----- Source material -----

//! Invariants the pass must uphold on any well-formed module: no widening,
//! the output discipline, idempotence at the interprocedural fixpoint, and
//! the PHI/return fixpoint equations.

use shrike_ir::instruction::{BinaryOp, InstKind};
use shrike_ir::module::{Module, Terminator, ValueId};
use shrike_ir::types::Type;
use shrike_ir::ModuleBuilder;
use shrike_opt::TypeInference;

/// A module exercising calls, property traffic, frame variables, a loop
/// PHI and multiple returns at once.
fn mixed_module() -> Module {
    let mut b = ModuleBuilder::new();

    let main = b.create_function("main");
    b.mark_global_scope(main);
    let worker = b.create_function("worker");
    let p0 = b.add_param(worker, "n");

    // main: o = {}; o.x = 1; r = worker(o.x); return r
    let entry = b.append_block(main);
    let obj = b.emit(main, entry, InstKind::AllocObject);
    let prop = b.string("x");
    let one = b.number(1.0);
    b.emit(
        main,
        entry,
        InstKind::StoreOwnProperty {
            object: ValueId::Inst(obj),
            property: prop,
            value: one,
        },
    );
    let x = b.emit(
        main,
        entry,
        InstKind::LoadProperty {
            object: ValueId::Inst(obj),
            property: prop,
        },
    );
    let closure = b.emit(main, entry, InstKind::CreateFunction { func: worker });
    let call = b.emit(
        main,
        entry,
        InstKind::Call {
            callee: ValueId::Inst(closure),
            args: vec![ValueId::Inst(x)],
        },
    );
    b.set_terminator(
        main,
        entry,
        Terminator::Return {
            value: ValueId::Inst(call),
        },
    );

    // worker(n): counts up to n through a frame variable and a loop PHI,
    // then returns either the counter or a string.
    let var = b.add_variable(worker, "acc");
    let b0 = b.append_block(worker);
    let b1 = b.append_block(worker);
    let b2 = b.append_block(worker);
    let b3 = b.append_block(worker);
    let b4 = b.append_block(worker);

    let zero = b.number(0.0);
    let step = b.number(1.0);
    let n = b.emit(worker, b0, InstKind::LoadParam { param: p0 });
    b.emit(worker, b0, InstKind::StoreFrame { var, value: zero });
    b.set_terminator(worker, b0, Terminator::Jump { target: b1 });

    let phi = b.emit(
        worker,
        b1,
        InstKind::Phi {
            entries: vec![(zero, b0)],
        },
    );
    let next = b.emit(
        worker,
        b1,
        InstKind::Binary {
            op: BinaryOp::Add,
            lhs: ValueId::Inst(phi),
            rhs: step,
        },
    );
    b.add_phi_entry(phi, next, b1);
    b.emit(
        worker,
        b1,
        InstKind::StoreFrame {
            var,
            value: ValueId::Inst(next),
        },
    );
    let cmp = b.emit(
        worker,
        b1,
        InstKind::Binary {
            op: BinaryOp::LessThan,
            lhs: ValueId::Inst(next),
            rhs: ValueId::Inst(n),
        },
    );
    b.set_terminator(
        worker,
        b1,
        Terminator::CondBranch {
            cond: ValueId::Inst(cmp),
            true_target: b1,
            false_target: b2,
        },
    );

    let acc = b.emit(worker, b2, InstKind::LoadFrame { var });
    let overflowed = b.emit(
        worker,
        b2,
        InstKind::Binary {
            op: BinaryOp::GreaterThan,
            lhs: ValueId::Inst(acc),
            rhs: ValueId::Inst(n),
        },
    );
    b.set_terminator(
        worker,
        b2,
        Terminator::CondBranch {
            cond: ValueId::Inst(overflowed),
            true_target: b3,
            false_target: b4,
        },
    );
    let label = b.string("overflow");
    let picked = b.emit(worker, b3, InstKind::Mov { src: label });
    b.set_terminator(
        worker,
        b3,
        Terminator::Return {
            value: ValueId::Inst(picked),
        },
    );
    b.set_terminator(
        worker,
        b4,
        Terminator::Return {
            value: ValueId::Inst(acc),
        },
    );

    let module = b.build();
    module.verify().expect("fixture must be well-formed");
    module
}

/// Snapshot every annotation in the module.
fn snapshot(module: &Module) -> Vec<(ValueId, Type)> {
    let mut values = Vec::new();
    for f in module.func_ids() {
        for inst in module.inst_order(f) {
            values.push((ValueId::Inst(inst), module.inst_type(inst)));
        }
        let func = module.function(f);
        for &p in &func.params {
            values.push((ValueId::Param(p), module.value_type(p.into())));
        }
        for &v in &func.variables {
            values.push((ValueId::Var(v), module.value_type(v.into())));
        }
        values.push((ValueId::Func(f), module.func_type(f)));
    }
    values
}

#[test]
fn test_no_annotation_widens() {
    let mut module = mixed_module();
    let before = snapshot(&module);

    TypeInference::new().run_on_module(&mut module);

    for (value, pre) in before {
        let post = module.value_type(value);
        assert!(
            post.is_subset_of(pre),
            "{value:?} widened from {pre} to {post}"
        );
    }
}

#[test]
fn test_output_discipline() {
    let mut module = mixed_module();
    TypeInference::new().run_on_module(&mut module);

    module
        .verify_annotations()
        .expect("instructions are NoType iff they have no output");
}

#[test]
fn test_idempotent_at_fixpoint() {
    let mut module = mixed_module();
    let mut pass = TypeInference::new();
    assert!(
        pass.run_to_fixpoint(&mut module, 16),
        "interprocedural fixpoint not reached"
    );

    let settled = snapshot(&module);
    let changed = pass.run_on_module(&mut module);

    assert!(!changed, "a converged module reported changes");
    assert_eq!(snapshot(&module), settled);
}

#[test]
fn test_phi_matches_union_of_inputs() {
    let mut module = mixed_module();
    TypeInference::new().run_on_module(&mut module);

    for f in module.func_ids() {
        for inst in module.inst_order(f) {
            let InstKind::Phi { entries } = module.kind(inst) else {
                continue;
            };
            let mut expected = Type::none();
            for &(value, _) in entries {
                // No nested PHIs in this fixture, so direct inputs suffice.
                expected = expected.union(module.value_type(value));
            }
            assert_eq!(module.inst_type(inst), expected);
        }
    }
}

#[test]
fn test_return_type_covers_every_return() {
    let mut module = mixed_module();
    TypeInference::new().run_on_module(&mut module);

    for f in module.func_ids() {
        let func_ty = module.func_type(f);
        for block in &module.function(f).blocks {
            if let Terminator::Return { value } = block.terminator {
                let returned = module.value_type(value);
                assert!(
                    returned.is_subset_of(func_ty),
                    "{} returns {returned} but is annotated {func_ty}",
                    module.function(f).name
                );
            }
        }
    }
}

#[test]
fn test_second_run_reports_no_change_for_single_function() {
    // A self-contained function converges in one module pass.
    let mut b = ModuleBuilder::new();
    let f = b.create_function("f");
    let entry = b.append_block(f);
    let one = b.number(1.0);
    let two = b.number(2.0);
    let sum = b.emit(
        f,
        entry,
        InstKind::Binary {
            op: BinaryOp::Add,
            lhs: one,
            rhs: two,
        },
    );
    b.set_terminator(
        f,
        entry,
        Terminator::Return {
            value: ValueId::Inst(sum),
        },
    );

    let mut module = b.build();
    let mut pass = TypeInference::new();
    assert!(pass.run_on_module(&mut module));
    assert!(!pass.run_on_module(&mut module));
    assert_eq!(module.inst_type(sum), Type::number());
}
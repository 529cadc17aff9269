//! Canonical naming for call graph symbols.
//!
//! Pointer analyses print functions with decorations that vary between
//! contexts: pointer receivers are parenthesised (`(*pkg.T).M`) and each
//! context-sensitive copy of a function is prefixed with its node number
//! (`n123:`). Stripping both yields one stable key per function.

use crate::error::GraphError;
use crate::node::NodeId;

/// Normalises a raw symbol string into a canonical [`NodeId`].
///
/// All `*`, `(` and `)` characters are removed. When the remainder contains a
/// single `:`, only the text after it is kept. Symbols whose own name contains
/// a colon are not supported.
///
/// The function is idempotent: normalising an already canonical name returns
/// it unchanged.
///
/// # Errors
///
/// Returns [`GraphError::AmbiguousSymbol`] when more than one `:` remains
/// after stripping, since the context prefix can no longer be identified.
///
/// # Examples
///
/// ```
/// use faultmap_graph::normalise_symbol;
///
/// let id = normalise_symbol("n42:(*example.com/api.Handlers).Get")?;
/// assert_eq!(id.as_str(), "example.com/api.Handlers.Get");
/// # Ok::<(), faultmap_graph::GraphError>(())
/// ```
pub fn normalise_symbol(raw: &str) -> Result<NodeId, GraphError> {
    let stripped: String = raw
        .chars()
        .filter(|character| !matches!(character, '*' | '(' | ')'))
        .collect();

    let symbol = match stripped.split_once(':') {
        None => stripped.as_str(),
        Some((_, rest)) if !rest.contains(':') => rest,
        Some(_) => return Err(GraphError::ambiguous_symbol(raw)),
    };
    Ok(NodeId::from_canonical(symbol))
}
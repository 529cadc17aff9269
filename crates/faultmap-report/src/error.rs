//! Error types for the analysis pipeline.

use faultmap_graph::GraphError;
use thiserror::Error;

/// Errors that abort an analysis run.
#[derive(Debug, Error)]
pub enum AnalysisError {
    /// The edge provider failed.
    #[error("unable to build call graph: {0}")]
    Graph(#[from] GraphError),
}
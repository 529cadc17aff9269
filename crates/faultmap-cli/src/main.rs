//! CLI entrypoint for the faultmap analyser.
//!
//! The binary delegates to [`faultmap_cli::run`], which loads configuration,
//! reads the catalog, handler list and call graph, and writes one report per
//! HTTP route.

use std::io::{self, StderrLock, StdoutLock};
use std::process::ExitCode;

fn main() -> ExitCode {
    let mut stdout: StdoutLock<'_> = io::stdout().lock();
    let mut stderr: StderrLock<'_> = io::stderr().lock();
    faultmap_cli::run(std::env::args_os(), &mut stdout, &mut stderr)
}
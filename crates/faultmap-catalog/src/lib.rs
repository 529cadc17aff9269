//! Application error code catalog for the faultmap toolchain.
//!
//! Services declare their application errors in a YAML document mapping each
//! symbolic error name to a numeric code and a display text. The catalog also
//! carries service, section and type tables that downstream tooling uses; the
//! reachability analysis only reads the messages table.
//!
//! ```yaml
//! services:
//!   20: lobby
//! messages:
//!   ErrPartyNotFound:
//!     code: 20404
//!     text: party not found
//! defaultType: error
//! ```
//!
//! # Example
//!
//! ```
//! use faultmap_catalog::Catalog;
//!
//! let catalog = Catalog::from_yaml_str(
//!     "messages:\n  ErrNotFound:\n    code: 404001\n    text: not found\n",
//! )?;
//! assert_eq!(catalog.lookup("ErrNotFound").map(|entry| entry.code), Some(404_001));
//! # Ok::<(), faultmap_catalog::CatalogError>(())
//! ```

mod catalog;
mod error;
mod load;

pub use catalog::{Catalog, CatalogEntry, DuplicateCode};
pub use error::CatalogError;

-----

▶ What you are asked to do: Search the entries for "pass" and copy each matching line.

▶ Your response:
//! Invariants the pass must uphold on any well-formed module: no widening,
    let mut pass = TypeInference::new();
        pass.run_to_fixpoint(&mut module, 16),
    let changed = pass.run_on_module(&mut module);
    // A self-contained function converges in one module pass.
    let mut pass = TypeInference::new();
    assert!(pass.run_on_module(&mut module));
    assert!(!pass.run_on_module(&mut module));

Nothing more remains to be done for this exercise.